### [Problem details]
Set the data down once more, exactly as it is written.

### [Material provided]
——
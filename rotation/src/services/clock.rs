//! Clock implementations

use chrono::{DateTime, Utc};

use crate::traits::Clock;

/// Wall clock
#[derive(Debug, Clone, Copy, Default)]
pub struct SystemClock;

impl Clock for SystemClock {
    fn now(&self) -> DateTime<Utc> {
        Utc::now()
    }
}

/// Clock pinned to one instant, for reproducible runs and replays
#[derive(Debug, Clone, Copy, PartialEq, Eq)]
pub struct FixedClock(pub DateTime<Utc>);

impl Clock for FixedClock {
    fn now(&self) -> DateTime<Utc> {
        self.0
    }
}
——
### [Expected answer]
filename rotation/src/services/clock.rs
//! Clock implementations

use chrono::{DateTime, Utc};

use crate::traits::Clock;

/// Wall clock
#[derive(Debug, Clone, Copy, Default)]
pub struct SystemClock;

impl Clock for SystemClock {
    fn now(&self) -> DateTime<Utc> {
        Utc::now()
    }
}

/// Clock pinned to one instant, for reproducible runs and replays
#[derive(Debug, Clone, Copy, PartialEq, Eq)]
pub struct FixedClock(pub DateTime<Utc>);

impl Clock for FixedClock {
    fn now(&self) -> DateTime<Utc> {
        self.0
    }
}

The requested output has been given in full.